Red Argyle Logo without name
Red Argyle logo

As developers, I think we’ve all said this to ourselves at least once:

 

“It’s just a minor change.

It can’t possibly break ANYTHING.”

 

That’s human nature. We think we understand everything that goes into the issue and we’re sure it’ll be fine. It passes the unit tests and all is good. So, you deploy it up to production. After all, you are repairing an issue with a simple 10-second fix, right?

 

And then the world explodes.

 

This is not an optimal outcome…and it gives extra meaning to the belief that everything that gets deployed to production should go through testing. While you might be correct, and that tiny fix to that tiny problem could go smoothly, it’s also possible that you might break the system. And then you get to spend the next who knows how many deployments in an org that would prefer to have been left alone, thank you very much.

 

So, while it’s a bore and takes more time than it should, slow down and test everything in your Dev sandbox. And then, only after at least SOME testing, deploy the changes to production.

 

Below are a few common problems that we’ve seen with “spray and pray deployments”:

 

Problem A: The system falls down and goes boom?

Whatever you put into the org is now causing extensive problems. Now you have to back out the change and then clean the data. This can take days, depending on exactly what you changed. Change some code in a controller in a Visualforce page that nobody uses, no big deal. Change code in the import procedure that processes a million rows of data per hour, BAD! So, your small fix just cost you and your company time and money.

 

Problem B: Lost in a sea of testing and field requirements.

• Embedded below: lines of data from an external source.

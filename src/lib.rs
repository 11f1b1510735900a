//! Personal book library.
//!
//! A [`BookStore`] owns the catalog and mirrors it to a durable
//! [`SnapshotSlot`] after every change; [`FieldValidator`] checks book forms
//! before they reach the store.

pub mod config;
pub mod db;
pub mod error;
pub mod models;
pub mod query;
pub mod seed;
pub mod stats;
pub mod store;
pub mod transfer;
pub mod validation;

use std::path::Path;

pub use config::LibraryConfig;
pub use db::{MemorySlot, SnapshotSlot, SqliteSlot};
pub use error::{Result, StoreError};
pub use models::{Book, BookDraft, BookStatus, Genre};
pub use query::{FilterOptions, SearchFilters, SortKey, SortOrder};
pub use stats::LibraryStats;
pub use store::BookStore;
pub use validation::{BookField, BookForm, FieldError, FieldValidator, ValidationContext};

/// Open the SQLite-backed library under `data_dir`.
pub fn open_library(data_dir: &Path, config: LibraryConfig) -> Result<BookStore<SqliteSlot>> {
    config.validate()?;
    let db_path = config.resolve_database_path(data_dir);
    let slot = SqliteSlot::open(&db_path)?;
    log::info!("opened library database at {}", db_path.display());
    Ok(BookStore::open(slot, config))
}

In staging, you might be able to add a field you missed to the SOQL query. In production, no such luck. Each time you fix a field or change the way the Visualforce displays, you have to complete a full deployment plus unit tests. And most times, it’s the full unit test suite that kills ya. So, if you end up deploying to production even one less time by not trusting that “it’s just a small fix,” you can save yourself a lot of time.

 

We’ve all made mistakes. We learn things. We figure out that it’s never really a small fix. It always needs testing. At Red Argyle, we have already been through and seen the results of not testing properly. We’ve evolved our processes to minimize unexpected results. All deployments, no matter how small, are executed as part of a deployment plan that includes communications with the client, acceptable deployment timing, and testing both prior to and after the deployment. We’ve found that this helps us avoid the problems that occur with hasty deployments.

 

Now that the lesson is over, it’s time to fess up. Go ahead and share an embarrassing memory about one of those times you trusted too much and skipped the testing. Believe me, you’re not alone.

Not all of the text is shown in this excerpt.